Work to complete: If a line in the records below contains the word "warn", return that line.

Exercise data:
────────

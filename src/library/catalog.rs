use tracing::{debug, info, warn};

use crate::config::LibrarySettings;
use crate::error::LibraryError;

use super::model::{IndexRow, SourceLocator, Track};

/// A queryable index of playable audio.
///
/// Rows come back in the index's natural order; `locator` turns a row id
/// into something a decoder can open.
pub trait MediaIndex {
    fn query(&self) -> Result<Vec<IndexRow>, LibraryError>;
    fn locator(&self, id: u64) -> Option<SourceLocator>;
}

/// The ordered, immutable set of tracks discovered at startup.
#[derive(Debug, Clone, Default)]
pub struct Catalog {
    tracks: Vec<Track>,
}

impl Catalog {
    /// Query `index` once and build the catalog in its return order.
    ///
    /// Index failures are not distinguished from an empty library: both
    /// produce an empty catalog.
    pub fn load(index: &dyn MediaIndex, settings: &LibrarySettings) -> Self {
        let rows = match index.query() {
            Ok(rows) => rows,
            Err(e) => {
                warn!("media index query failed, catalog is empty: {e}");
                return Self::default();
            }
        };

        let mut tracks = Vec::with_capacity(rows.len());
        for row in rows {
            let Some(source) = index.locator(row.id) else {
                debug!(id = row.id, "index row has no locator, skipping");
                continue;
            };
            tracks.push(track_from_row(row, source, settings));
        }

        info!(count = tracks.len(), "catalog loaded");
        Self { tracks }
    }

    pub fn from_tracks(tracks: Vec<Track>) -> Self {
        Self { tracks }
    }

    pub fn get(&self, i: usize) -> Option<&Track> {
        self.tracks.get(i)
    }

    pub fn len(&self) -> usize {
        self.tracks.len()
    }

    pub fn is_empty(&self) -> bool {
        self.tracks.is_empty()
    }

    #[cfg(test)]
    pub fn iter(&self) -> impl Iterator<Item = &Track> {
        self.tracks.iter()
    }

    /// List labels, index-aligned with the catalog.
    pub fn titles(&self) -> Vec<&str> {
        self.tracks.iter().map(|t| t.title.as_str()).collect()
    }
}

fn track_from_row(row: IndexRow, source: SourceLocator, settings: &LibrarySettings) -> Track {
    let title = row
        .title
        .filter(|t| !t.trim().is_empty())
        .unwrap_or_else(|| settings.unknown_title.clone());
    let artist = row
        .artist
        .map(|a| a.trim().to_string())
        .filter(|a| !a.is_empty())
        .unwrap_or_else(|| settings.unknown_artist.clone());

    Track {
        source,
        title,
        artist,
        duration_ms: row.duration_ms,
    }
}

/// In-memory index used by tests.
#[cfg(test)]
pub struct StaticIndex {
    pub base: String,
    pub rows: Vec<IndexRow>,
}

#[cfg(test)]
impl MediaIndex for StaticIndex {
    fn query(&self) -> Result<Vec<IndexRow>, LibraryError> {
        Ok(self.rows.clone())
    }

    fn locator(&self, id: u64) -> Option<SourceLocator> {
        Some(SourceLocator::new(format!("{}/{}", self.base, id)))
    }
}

────────

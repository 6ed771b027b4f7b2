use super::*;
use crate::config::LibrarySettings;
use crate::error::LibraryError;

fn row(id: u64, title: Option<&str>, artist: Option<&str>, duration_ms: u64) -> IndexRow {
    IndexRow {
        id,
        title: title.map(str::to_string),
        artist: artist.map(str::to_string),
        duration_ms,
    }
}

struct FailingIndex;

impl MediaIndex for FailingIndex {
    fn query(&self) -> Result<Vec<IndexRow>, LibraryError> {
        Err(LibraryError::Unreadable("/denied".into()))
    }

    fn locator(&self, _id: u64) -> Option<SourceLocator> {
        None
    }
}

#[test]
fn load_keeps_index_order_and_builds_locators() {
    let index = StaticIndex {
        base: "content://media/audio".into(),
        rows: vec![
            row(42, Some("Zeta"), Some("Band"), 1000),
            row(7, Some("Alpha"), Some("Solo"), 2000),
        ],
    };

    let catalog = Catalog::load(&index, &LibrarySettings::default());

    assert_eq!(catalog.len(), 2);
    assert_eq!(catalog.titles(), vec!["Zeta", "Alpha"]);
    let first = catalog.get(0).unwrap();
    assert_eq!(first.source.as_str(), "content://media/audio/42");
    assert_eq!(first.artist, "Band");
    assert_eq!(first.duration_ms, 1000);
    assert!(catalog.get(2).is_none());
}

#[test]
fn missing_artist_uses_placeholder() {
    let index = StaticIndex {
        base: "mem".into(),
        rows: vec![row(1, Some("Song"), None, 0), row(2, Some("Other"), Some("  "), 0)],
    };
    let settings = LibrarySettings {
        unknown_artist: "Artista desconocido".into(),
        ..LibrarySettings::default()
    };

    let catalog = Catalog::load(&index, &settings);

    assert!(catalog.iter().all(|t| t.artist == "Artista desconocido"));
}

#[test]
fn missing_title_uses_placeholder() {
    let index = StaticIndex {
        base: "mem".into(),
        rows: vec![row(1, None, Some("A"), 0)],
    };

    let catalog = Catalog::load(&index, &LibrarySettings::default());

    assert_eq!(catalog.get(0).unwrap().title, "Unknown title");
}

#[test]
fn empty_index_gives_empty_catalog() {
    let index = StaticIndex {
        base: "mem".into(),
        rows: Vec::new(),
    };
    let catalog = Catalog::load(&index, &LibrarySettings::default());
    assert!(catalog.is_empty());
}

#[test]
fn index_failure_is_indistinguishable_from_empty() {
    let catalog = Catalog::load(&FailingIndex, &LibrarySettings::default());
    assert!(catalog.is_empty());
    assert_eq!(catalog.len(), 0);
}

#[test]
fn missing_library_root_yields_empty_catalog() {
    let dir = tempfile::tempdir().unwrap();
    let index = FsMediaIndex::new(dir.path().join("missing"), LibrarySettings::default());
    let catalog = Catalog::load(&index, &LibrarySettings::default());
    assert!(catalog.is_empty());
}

────────

Output:
use tracing::{debug, info, warn};
                warn!("media index query failed, catalog is empty: {e}");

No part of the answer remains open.